Peter starrte Remus an, der zitternd am Boden saß. Keiner der Jungs antwortete. James stand im Türrahmen und warf einen mitleidigen Blick auf seinen Freund und Sirius blieb hinter Remus.
  - Ne, echt jetzt was war gestern?
Seine Stimme war komplett rau und er fing an zu husten. Sirius und James sahen sich gegenseitig überrascht an. 
  - Du-Du erinnerst dich nicht?
 In Sirius Stimme schwang Erleichterung mit. 
  - Nur an Bruchstücke....
  - Achja... An was genau. 
  - Das letzte.. an das ich mich erinnere ist dass ich Wormtail ins Bett gebracht habe. Da ist noch irgendwas von nem Spiel dass wir gespielt haben und das war's.
  - Danke Kumpel.
 Peter, der keine Ahnung von dem gestrigen Drama hatte sah ihn dankbar an. 
  - Was ist bei dem Spiel passiert?
Remus wollte wissen warum es ihm so erbärmlich ging und sah seine Freunde an.
  - Nichts besonderes Moony. Du hast einfach zu viel getrunken. 
 Sirius sprach und fixierte dabei James als ob er nach seiner Bestätigung suchte. Dieser sah ihn verwirrt an und antwortete darauf nichts. Als Sirius seinen Blick verstärkte nickte James.
  - Ja... Nichts besonderes....
 Er klang unsicher bei seinen Worten. 
  - Und... warum ist meine Lippe aufgerissen?
 Bei dieser Frage riss Sirius die erschrocken die Augen auf. Er suchte verzweifelt nach einer Antwort. 
  - Keine Ahnung Moony.
 Das war die einzige Erwiderung die ihm einfiel. 

Die Schüler saßen alle in der großen Halle und frühstückten. Remus bekam keinen einzigen Bissen herunter. Er stützte seinen Kopf auf seine Hände und versuchte mit großer Mühe einen normalen Gesichtsausdruck zu zeigen. Er merkte selbst dass seine Visage aufgedunsen und etwas schlaff wirkte und dass die anderen Schüler aus Griffyndor ihn verwundert musterten. Er hatte die letzten Jahre in dieser Schule oft Aufmerksamkeit auf sich gezogen. Meist durch sein regelmäßiges Fehlen, aber auch oft durch die Nachwirkungen der Verwandlung, die er jeden Monat hinter sich hatte.

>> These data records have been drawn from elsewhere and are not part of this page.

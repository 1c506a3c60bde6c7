//! The interaction loop: wait for the trigger, hand the microphone to the recorder,
//! transcribe, answer, and speak.

use crate::assistant::{AssistantContext, DIDNT_HEAR_RESPONSE};
use crate::audio::{AudioBackend, CaptureArbiter, CaptureError, Holder, VoiceActivityRecorder};
use crate::trigger::{TriggerDetector, TriggerModel};
use std::sync::atomic::{AtomicBool, Ordering};
use std::time::Duration;

/// What one pass through the loop ended with.
#[derive(Debug, Clone, PartialEq, Eq)]
pub enum CycleOutcome {
    /// The trigger listener gave up without a match; the loop backed off.
    NoTrigger,
    /// Nothing usable was transcribed.
    NotHeard { spoken: bool },
    Answered { spoken: bool },
    /// The recorder could not get a working microphone; the didn't-hear response was spoken.
    CaptureFailed { reason: String, spoken: bool },
}

pub struct InteractionLoop<B: AudioBackend, M: TriggerModel> {
    arbiter: CaptureArbiter<B>,
    detector: TriggerDetector<M>,
    recorder: VoiceActivityRecorder,
    context: AssistantContext,
    retry_backoff: Duration,
}

impl<B: AudioBackend, M: TriggerModel> InteractionLoop<B, M> {
    pub fn new(
        arbiter: CaptureArbiter<B>,
        detector: TriggerDetector<M>,
        recorder: VoiceActivityRecorder,
        context: AssistantContext,
        retry_backoff: Duration,
    ) -> Self {
        Self {
            arbiter,
            detector,
            recorder,
            context,
            retry_backoff,
        }
    }

    pub fn arbiter(&self) -> &CaptureArbiter<B> {
        &self.arbiter
    }

    pub fn context(&self) -> &AssistantContext {
        &self.context
    }

    /// Run cycles until `stop` is set. The flag is checked between cycles only.
    pub fn run(&mut self, stop: &AtomicBool) {
        tracing::info!(
            transcriber = self.context.transcriber.name(),
            speaker = self.context.speaker.name(),
            "assistant ready"
        );
        let mut cycles = 0u64;
        while !stop.load(Ordering::Relaxed) {
            let outcome = self.run_cycle();
            cycles += 1;
            tracing::debug!(cycle = cycles, ?outcome, "cycle finished");
        }
        tracing::info!(cycles, "assistant stopped");
    }

    pub fn run_cycle(&mut self) -> CycleOutcome {
        if !self.detector.detect(&self.arbiter) {
            self.arbiter.clock().sleep(self.retry_backoff);
            return CycleOutcome::NoTrigger;
        }

        let recorded = self
            .arbiter
            .handoff(Holder::Detector, Holder::Recorder)
            .and_then(|()| self.recorder.record(&self.arbiter));
        let utterance = match recorded {
            Ok(utterance) => utterance,
            Err(err) => return self.capture_failed(err),
        };

        let transcript = self
            .context
            .transcriber
            .transcribe(&utterance, utterance.channels());
        if self.context.log_content {
            tracing::info!(transcript = %transcript, "heard");
        } else {
            tracing::info!(chars = transcript.chars().count(), "heard");
        }

        let response = self.context.respond(&transcript);
        if self.context.log_content {
            tracing::info!(response = %response, "responding");
        }
        let spoken = self.context.speak(&response);
        if transcript.trim().is_empty() {
            CycleOutcome::NotHeard { spoken }
        } else {
            CycleOutcome::Answered { spoken }
        }
    }

    fn capture_failed(&self, err: CaptureError) -> CycleOutcome {
        match err {
            CaptureError::NoInputDeviceFound | CaptureError::DeviceExhausted { .. } => {
                tracing::error!(error = %err, "no working microphone for recording");
            }
            _ => tracing::warn!(error = %err, "recording could not start"),
        }
        let spoken = self.context.speak(DIDNT_HEAR_RESPONSE);
        CycleOutcome::CaptureFailed {
            reason: err.to_string(),
            spoken,
        }
    }
}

Er war meist nach und kurz vor Vollmond müde und sah erschöpft aus, nicht selten hatte er auch mit Schüttelfrost oder Fieber zu kämpfen. Madame Pomfrey konnte aber meist etwas gegen seine Zustände unternhemen damit es ihm besser ging und er auch besser dreinsah. Doch an diesem Tag sah er schlimmer aus als nach jeder Verwandlung und die Schüler waren es nicht gewohnt ihren Vertrauensschüler mit einem offensichtlichem Kater sitzen zu sehen. Sirius der Remus schräg gegenüber saß kaute lustlos auf einer Semmel herum, während die anderen ihren Morgen wie üblich starteten. Remus war aufgefallen dass Sirius, seitdem er sich auf dem Klo übergeben hatte, nicht mehr mit ihm gesprochen hatte. Zudem mied er den Blickkontakt und auch seine Körpersprache gab ihm ein klares Zeichen, dass er sich zurückzog. Es war nicht unüblich für Sirius, dass er Abstand nahm. Kurz bevor er von zu Hause weglief, war es sogar Standart gewesen. Emotional war Sirius oft sehr empfindlich und wenn er sich danach fühlte ging er auf die Barrikaden. Für Remus war es aber ungewöhnlich, dass er dies genau nach dem gestrigen Abend tat. Wäre er Peter und James gegenüber ebenfalls abweisend, würde er es auf irgendwelche Launen schieben, aber dem war nicht so. Er verstand sich mit beiden prächtig. Remus war es den er wegstieß. Er war sich sicher dass gestern nicht 'Nichts' passiert war doch keiner wollte ihm die Wahrheit sagen. Er war sich nicht sicher ob er es überhaupt wissen wollte. Er müsste nur abwarten, bis Sirius sich wieder beruhigt hatte, vielleicht konnte er dann etwas herauskitzeln. 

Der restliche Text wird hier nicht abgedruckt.